Der im Jahre 2001 von dem BgA erwirtschaftete Gewinn steht der Trägerkörperschaft erst nach dem Ablauf des Gewinnermittlungszeitraums also nach dem 31.12.2001 zur Verfügung, soweit er nicht den Rücklagen zugeführt wird. Denn vor Ablauf eines Gewinnermittlungszeitraums kann es noch keinen ermittelbaren Gewinn geben. Der Senat braucht daher nicht zu prüfen, ob hier der BgA als Eigenbetrieb oder Regiebetrieb geführt wurde oder eine von der Trägerkörperschaft zumindestens teilweise getrennte Vermögenssphäre besitzt.

Durch diese Gesetzesauslegung wird eine system- und sachgerechte Besteuerung der BgA unter Geltung des neuen Körperschaftsteuerrechtes gewährleistet. Hierdurch wird sichergestellt, dass die Gewinne der BgA ab dem 01.01.2001 einerseits mit 25 % KSt belastet werden und andererseits bei den Trägerkörperschaften eine Kapitalertragsteuer anfällt, soweit diese über die Gewinne verfügen können.
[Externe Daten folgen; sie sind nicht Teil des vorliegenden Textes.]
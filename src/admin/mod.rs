//! Admin server: configuration, route table, version and health.

pub mod handlers;
pub mod ui;

use std::sync::Arc;

use axum::{routing::get, Router};
use tokio::net::TcpListener;
use tokio::sync::broadcast;
use tower_http::trace::TraceLayer;

use crate::config::ProxyConfig;
use crate::registry::Backend;
use self::handlers::*;

/// Read-only state shared by admin handlers.
#[derive(Debug, Clone)]
pub struct AdminState {
    pub config: Arc<ProxyConfig>,
    pub registry: Arc<dyn Backend>,
}

pub fn setup_admin_router(state: AdminState) -> Router {
    Router::new()
        .route("/api/config", get(get_config))
        .route("/api/routes", get(get_routes))
        .route("/api/version", get(get_version))
        .route("/routes", get(routes_page))
        .route("/health", get(health))
        .route("/", get(root))
        .with_state(state)
        .layer(TraceLayer::new_for_http())
}

/// Serve the admin API until `shutdown` fires.
pub async fn serve(
    listener: TcpListener,
    state: AdminState,
    mut shutdown: broadcast::Receiver<()>,
) -> Result<(), std::io::Error> {
    let addr = listener.local_addr()?;
    tracing::info!(address = %addr, "Admin server starting");

    axum::serve(listener, setup_admin_router(state))
        .with_graceful_shutdown(async move {
            let _ = shutdown.recv().await;
        })
        .await?;

    tracing::info!("Admin server stopped");
    Ok(())
}
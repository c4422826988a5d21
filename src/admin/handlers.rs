use axum::{
    extract::State,
    response::{Html, Redirect},
    Json,
};
use serde::Serialize;

use super::{ui, AdminState};
use crate::config::ProxyConfig;
use crate::registry::RouteTable;

#[derive(Debug, Serialize)]
pub struct VersionInfo {
    pub version: &'static str,
}

pub async fn get_config(State(state): State<AdminState>) -> Json<ProxyConfig> {
    Json(ProxyConfig::clone(&state.config))
}

pub async fn get_routes(State(state): State<AdminState>) -> Json<RouteTable> {
    Json(state.registry.routes().clone())
}

pub async fn get_version() -> Json<VersionInfo> {
    Json(VersionInfo {
        version: env!("CARGO_PKG_VERSION"),
    })
}

pub async fn routes_page(State(state): State<AdminState>) -> Html<String> {
    Html(ui::render_routes(&state.config.ui, state.registry.routes()))
}

pub async fn health() -> &'static str {
    "OK\n"
}

pub async fn root() -> Redirect {
    Redirect::to("/routes")
}
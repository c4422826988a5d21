//! Request provenance headers for a reverse proxy, with the configuration,
//! route registry and admin server around them.

pub mod admin;
pub mod config;
pub mod http;
pub mod lifecycle;
pub mod observability;
pub mod provenance;
pub mod registry;

pub use config::schema::ProxyConfig;
pub use lifecycle::Shutdown;
pub use provenance::{add_headers, AddressParseError, ForwardingConfig, RequestOrigin, Scheme};
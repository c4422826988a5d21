//! forwarding-proxy daemon.
//!
//! # Architecture Overview
//!
//! ```text
//!   config file ──▶ config (load + validate)
//!                        │
//!                        ├──▶ provenance::ForwardingConfig (per listener, immutable)
//!                        ├──▶ registry (file / static route table)
//!                        └──▶ admin server (/api/config, /api/routes, /api/version,
//!                                           /routes, /health)
//!
//!   inbound request ──▶ http::forwarding_headers_middleware
//!                           ──▶ provenance::add_headers ──▶ upstream
//! ```

use std::path::PathBuf;

use clap::Parser;
use tokio::net::TcpListener;

use forwarding_proxy::admin;
use forwarding_proxy::config::load_config;
use forwarding_proxy::lifecycle::{prepare, signals, Shutdown};
use forwarding_proxy::observability::{logging, metrics};

#[derive(Parser)]
#[command(name = "forwarding-proxy", version, about = "Reverse proxy provenance headers and admin API")]
struct Args {
    /// Path to the TOML configuration file.
    #[arg(short, long, default_value = "forwarding-proxy.toml")]
    config: PathBuf,
}

#[tokio::main]
async fn main() -> Result<(), Box<dyn std::error::Error>> {
    let args = Args::parse();

    let config = load_config(&args.config)?;
    logging::init(&config.observability);

    tracing::info!(
        version = env!("CARGO_PKG_VERSION"),
        config = %args.config.display(),
        "forwarding-proxy starting"
    );

    let app = prepare(config)?;

    if app.config.observability.metrics_enabled {
        match app.config.observability.metrics_address.parse() {
            Ok(addr) => metrics::init_metrics(addr)?,
            Err(_) => tracing::error!(
                metrics_address = %app.config.observability.metrics_address,
                "Failed to parse metrics address"
            ),
        }
    }

    let listener = TcpListener::bind(&app.config.ui.addr).await?;

    let shutdown = Shutdown::new();
    let server = tokio::spawn(admin::serve(listener, app.admin_state(), shutdown.subscribe()));

    signals::wait_for_signal().await;
    shutdown.trigger();
    server.await??;

    tracing::info!("Shutdown complete");
    Ok(())
}
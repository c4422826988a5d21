//! Startup orchestration.
//!
//! Turns a validated [`ProxyConfig`] into the shared, immutable pieces the
//! running process needs. Any failure here is fatal.

use std::sync::Arc;

use thiserror::Error;

use crate::admin::AdminState;
use crate::config::ProxyConfig;
use crate::provenance::{ForwardingConfig, InvalidSetting};
use crate::registry::{self, Backend, RegistryError};

#[derive(Debug, Error)]
pub enum StartupError {
    #[error("invalid forwarding settings: {0}")]
    Forwarding(#[from] InvalidSetting),

    #[error(transparent)]
    Registry(#[from] RegistryError),
}

/// Everything built at startup, shared read-only afterwards.
#[derive(Debug, Clone)]
pub struct App {
    pub config: Arc<ProxyConfig>,
    pub forwarding: Arc<ForwardingConfig>,
    pub registry: Arc<dyn Backend>,
}

impl App {
    pub fn admin_state(&self) -> AdminState {
        AdminState {
            config: self.config.clone(),
            registry: self.registry.clone(),
        }
    }
}

pub fn prepare(config: ProxyConfig) -> Result<App, StartupError> {
    let forwarding = ForwardingConfig::from_settings(&config.proxy)?;
    tracing::info!(
        client_ip_header = ?forwarding.client_ip_header(),
        tls_header = ?forwarding.tls_header(),
        local_ip = ?forwarding.local_ip(),
        "Forwarding configuration ready"
    );

    let registry: Arc<dyn Backend> = Arc::from(registry::from_config(&config.registry)?);

    Ok(App {
        config: Arc::new(config),
        forwarding: Arc::new(forwarding),
        registry,
    })
}
//! Observability subsystem.
//!
//! # Data Flow
//! ```text
//! All subsystems produce:
//!     → logging.rs (structured log events via `tracing`)
//!     → metrics.rs (provenance counters)
//!
//! Consumers:
//!     → stdout (pretty or JSON)
//!     → Prometheus scrape endpoint (optional)
//! ```

pub mod logging;
pub mod metrics;
//! HTTP frontend adapters.
//!
//! # Data Flow
//! ```text
//! accepted connection (ConnectInfo, TlsActive)
//!     → middleware/forwarding.rs (RequestOrigin → provenance::add_headers)
//!     → next service (routing, forwarding)
//! ```

pub mod middleware;

pub use middleware::{forwarding_headers_middleware, TlsActive};
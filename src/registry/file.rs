//! File based registry backend.
//!
//! Reads the route file once and hands its text to the static parser.

use std::fs;
use std::path::Path;

use super::{Backend, RegistryError, RouteTable, StaticBackend};

#[derive(Debug, Clone)]
pub struct FileBackend {
    inner: StaticBackend,
}

impl FileBackend {
    pub fn new(path: impl AsRef<Path>) -> Result<Self, RegistryError> {
        let path = path.as_ref();
        let text = fs::read_to_string(path).map_err(|source| {
            tracing::error!(path = %path.display(), error = %source, "Cannot read routes from file");
            RegistryError::Io {
                path: path.to_path_buf(),
                source,
            }
        })?;

        Ok(Self {
            inner: StaticBackend::new(&text)?,
        })
    }
}

impl Backend for FileBackend {
    fn name(&self) -> &'static str {
        "file"
    }

    fn routes(&self) -> &RouteTable {
        self.inner.routes()
    }
}
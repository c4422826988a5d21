//! Configuration loading from disk.

use std::fs;
use std::path::{Path, PathBuf};

use thiserror::Error;

use crate::config::schema::ProxyConfig;
use crate::config::validation::{validate_config, ValidationError};

/// Error type for configuration loading.
#[derive(Debug, Error)]
pub enum ConfigError {
    #[error("IO error reading {}: {source}", .path.display())]
    Io {
        path: PathBuf,
        #[source]
        source: std::io::Error,
    },

    #[error("Parse error: {0}")]
    Parse(#[from] toml::de::Error),

    #[error("Validation failed: {}", join(.0))]
    Validation(Vec<ValidationError>),
}

fn join(errors: &[ValidationError]) -> String {
    errors.iter().map(ToString::to_string).collect::<Vec<_>>().join(", ")
}

/// Parse and validate configuration from TOML text.
pub fn parse_config(content: &str) -> Result<ProxyConfig, ConfigError> {
    let config: ProxyConfig = toml::from_str(content)?;
    validate_config(&config).map_err(ConfigError::Validation)?;
    Ok(config)
}

/// Load and validate configuration from a TOML file.
pub fn load_config(path: &Path) -> Result<ProxyConfig, ConfigError> {
    let content = fs::read_to_string(path).map_err(|source| ConfigError::Io {
        path: path.to_path_buf(),
        source,
    })?;
    parse_config(&content)
}
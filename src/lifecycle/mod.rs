//! Lifecycle management subsystem.
//!
//! # Data Flow
//! ```text
//! Startup (startup.rs):
//!     Load config → Build ForwardingConfig → Open registry → Start admin server
//!
//! Shutdown (shutdown.rs):
//!     Signal received → Broadcast → Admin server drains and exits
//!
//! Signals (signals.rs):
//!     SIGTERM/SIGINT → Trigger graceful shutdown
//! ```
//!
//! # Design Decisions
//! - Fail fast: any startup error is fatal
//! - Invalid forwarding settings are caught before any listener exists

pub mod shutdown;
pub mod signals;
pub mod startup;

pub use shutdown::Shutdown;
pub use startup::{prepare, App, StartupError};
Somit entsteht hier die Kapitalertragsteuer gemäß § 44 Abs. 6 Satz 2 EStG i.V.m. §§ 43 Abs. 1 Satz 1 Nr. 7 c; 20 Abs. 1 Nr. 10 b EStG spätestens acht Monate nach Ablauf des Wirtschaftsjahres erstmalig im Veranlagungszeitraum 2002 (gleiche Ansicht Schmidt/Weber-Grellet EStG 24. Aufl., § 20 Rz. 168; Seemann in Frotscher, EStG-Kommentar § 20 Rz. 148 c; Bitz, DStR 2003, 1520; a.A. Bott in Ernst & Young, KStG-Kommentar § 4 Rz. 461; Wassermeier in: Kirchhoff/Söhn/Mellinghoff EStG § 20 Rnr. JB 5). Diese hat der Beklagte mit 10 % des Gewinns des BgA in zutreffender Höhe im angefochtenen Steuerbescheid festgesetzt.

Die Kostenentscheidung beruht auf § 135 Abs. 1 FGO.

Die Revision wird wegen grundsätzlicher Bedeutung der Rechtssache zugelassen, § 115 Abs. 2 Nr. 1 FGO.